'''

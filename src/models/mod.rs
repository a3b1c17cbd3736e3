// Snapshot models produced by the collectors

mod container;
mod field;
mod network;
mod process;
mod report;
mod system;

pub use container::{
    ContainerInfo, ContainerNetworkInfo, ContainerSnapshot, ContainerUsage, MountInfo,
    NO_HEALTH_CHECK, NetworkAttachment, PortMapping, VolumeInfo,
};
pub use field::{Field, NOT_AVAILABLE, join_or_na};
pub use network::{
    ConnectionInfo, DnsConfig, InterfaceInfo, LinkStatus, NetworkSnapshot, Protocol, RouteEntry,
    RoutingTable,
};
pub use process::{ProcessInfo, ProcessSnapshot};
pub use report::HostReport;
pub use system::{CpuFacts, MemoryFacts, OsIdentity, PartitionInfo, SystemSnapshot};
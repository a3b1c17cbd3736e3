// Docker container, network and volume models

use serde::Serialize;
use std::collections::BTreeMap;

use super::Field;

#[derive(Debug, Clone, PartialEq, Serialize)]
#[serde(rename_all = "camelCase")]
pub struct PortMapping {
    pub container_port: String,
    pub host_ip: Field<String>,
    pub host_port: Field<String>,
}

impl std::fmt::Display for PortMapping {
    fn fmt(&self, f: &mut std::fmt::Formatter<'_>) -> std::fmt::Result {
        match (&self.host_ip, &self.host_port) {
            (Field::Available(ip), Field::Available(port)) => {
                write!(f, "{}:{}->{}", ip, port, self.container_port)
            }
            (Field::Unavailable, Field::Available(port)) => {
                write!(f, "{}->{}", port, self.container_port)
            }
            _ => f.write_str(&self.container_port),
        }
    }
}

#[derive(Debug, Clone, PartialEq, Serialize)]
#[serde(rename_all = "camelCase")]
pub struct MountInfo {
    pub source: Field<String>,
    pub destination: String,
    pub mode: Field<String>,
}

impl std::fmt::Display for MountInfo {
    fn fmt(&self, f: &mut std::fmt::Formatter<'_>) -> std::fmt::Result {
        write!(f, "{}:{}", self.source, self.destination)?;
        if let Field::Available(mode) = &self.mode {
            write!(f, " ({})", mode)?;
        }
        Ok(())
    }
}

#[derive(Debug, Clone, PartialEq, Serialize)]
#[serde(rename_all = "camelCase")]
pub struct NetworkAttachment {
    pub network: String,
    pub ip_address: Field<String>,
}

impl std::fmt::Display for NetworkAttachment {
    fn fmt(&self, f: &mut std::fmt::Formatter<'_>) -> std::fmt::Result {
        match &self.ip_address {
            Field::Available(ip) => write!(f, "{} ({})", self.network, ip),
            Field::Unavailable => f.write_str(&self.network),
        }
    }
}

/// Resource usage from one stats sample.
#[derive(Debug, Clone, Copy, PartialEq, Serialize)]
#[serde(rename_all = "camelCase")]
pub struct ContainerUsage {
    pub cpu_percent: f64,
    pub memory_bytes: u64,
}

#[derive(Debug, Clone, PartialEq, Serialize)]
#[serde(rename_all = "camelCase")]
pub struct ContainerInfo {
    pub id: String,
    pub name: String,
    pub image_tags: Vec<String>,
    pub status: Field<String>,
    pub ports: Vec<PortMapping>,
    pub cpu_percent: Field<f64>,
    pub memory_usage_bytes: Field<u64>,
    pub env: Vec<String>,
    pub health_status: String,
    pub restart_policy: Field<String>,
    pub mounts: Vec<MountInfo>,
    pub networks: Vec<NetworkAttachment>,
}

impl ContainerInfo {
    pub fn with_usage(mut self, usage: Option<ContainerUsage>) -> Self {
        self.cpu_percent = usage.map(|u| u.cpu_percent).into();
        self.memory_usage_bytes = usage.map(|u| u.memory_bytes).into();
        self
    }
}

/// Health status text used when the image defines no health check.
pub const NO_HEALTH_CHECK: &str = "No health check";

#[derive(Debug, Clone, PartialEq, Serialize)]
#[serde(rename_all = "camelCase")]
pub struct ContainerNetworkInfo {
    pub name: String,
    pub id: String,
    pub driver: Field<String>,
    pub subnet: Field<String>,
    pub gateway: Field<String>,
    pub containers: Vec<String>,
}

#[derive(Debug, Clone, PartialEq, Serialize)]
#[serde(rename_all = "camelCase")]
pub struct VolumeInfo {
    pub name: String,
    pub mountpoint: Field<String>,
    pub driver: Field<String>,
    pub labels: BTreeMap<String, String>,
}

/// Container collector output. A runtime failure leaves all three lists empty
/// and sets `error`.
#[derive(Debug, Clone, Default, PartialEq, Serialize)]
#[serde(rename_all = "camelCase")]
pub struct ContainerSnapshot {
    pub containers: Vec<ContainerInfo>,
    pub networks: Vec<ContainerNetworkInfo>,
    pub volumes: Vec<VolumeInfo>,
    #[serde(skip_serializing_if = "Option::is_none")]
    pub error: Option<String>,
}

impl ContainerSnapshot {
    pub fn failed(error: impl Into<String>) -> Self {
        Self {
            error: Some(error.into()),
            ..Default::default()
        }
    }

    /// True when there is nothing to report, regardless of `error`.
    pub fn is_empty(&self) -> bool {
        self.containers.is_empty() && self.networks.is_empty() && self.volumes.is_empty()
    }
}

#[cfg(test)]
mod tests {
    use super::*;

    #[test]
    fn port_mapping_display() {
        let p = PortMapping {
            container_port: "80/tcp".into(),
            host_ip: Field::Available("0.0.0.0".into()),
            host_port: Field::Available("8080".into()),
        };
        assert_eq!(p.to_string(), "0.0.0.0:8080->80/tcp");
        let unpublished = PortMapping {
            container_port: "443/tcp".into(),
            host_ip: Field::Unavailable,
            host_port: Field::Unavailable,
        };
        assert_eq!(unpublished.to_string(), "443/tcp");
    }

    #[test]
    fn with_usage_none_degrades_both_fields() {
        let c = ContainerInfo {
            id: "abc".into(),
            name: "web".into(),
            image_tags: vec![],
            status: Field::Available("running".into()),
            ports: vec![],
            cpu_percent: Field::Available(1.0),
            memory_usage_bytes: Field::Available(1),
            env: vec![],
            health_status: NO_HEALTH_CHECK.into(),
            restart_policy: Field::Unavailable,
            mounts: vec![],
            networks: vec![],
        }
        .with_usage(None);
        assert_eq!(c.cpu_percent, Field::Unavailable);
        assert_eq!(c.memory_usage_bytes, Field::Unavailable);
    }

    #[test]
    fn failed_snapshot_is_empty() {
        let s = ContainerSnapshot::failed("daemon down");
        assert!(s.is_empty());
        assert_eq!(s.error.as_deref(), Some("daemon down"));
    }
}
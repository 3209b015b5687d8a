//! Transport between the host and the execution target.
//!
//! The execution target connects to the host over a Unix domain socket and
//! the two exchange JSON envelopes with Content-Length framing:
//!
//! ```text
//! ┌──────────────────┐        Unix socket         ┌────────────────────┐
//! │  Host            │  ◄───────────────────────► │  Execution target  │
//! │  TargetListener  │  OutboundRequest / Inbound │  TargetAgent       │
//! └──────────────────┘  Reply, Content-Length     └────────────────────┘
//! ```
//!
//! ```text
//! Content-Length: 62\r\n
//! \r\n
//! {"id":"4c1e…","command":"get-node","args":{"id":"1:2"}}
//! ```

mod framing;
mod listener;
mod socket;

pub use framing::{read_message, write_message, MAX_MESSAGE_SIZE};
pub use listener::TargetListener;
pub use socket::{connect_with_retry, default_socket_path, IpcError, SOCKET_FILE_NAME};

'''

Where in the records above does the word "unpublished" appear? Copy each line that holds it.

        let unpublished = PortMapping {
        assert_eq!(unpublished.to_string(), "443/tcp");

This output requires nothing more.